◆ **Brief**: Entries follow. Set all of them down as they stand.

[Items listed in a dataset]
########

//! Ingestion router: one decoded [`Snapshot`] in, one store write out.

use serde::Serialize;
use tornkeep_types::{EntityKind, ObservationKind, RecordId, Routed, Snapshot};

use crate::error::WriteError;
use crate::sqlite::Store;

/// What a snapshot turned into.
#[derive(Debug, Clone, Copy, PartialEq, Eq, Serialize)]
#[serde(tag = "outcome", rename_all = "snake_case")]
pub enum IngestOutcome {
    /// A current-state row was inserted or overwritten.
    Upserted {
        /// Entity kind.
        kind: EntityKind,
        /// External ID.
        id: i64,
    },
    /// A history row was appended.
    Appended {
        /// Observation kind.
        kind: ObservationKind,
        /// New row ID.
        record_id: RecordId,
    },
}

/// Routes snapshots to the State Store or the History Recorder.
pub struct Ingestor<'a> {
    store: &'a Store,
}

impl<'a> Ingestor<'a> {
    /// Create an ingestor over an open store.
    pub const fn new(store: &'a Store) -> Self {
        Self { store }
    }

    /// Write one decoded snapshot.
    ///
    /// # Errors
    ///
    /// Returns [`WriteError`] from the upsert or append it routes to.
    pub async fn ingest(&self, snapshot: Snapshot) -> Result<IngestOutcome, WriteError> {
        match snapshot.route() {
            Routed::Entity(entity) => {
                self.store.state().upsert(&entity).await?;
                Ok(IngestOutcome::Upserted {
                    kind: entity.kind(),
                    id: entity.id(),
                })
            }
            Routed::Observation(observation) => {
                let record_id = self.store.history().append(&observation).await?;
                Ok(IngestOutcome::Appended {
                    kind: observation.kind(),
                    record_id,
                })
            }
        }
    }

    /// Decode, validate and write one raw `{"kind", "data"}` payload.
    ///
    /// # Errors
    ///
    /// Returns [`WriteError::Validation`] with
    /// [`tornkeep_types::ValidationError::Malformed`] for unknown kinds or fields, and any
    /// error [`Ingestor::ingest`] returns.
    pub async fn ingest_json(&self, value: serde_json::Value) -> Result<IngestOutcome, WriteError> {
        let snapshot = Snapshot::from_json(value).map_err(WriteError::Validation)?;
        self.ingest(snapshot).await
    }
}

########

◆ **Task solution**:
//! Ingestion router: one decoded [`Snapshot`] in, one store write out.

use serde::Serialize;
use tornkeep_types::{EntityKind, ObservationKind, RecordId, Routed, Snapshot};

use crate::error::WriteError;
use crate::sqlite::Store;

/// What a snapshot turned into.
#[derive(Debug, Clone, Copy, PartialEq, Eq, Serialize)]
#[serde(tag = "outcome", rename_all = "snake_case")]
pub enum IngestOutcome {
    /// A current-state row was inserted or overwritten.
    Upserted {
        /// Entity kind.
        kind: EntityKind,
        /// External ID.
        id: i64,
    },
    /// A history row was appended.
    Appended {
        /// Observation kind.
        kind: ObservationKind,
        /// New row ID.
        record_id: RecordId,
    },
}

/// Routes snapshots to the State Store or the History Recorder.
pub struct Ingestor<'a> {
    store: &'a Store,
}

impl<'a> Ingestor<'a> {
    /// Create an ingestor over an open store.
    pub const fn new(store: &'a Store) -> Self {
        Self { store }
    }

    /// Write one decoded snapshot.
    ///
    /// # Errors
    ///
    /// Returns [`WriteError`] from the upsert or append it routes to.
    pub async fn ingest(&self, snapshot: Snapshot) -> Result<IngestOutcome, WriteError> {
        match snapshot.route() {
            Routed::Entity(entity) => {
                self.store.state().upsert(&entity).await?;
                Ok(IngestOutcome::Upserted {
                    kind: entity.kind(),
                    id: entity.id(),
                })
            }
            Routed::Observation(observation) => {
                let record_id = self.store.history().append(&observation).await?;
                Ok(IngestOutcome::Appended {
                    kind: observation.kind(),
                    record_id,
                })
            }
        }
    }

    /// Decode, validate and write one raw `{"kind", "data"}` payload.
    ///
    /// # Errors
    ///
    /// Returns [`WriteError::Validation`] with
    /// [`tornkeep_types::ValidationError::Malformed`] for unknown kinds or fields, and any
    /// error [`Ingestor::ingest`] returns.
    pub async fn ingest_json(&self, value: serde_json::Value) -> Result<IngestOutcome, WriteError> {
        let snapshot = Snapshot::from_json(value).map_err(WriteError::Validation)?;
        self.ingest(snapshot).await
    }
}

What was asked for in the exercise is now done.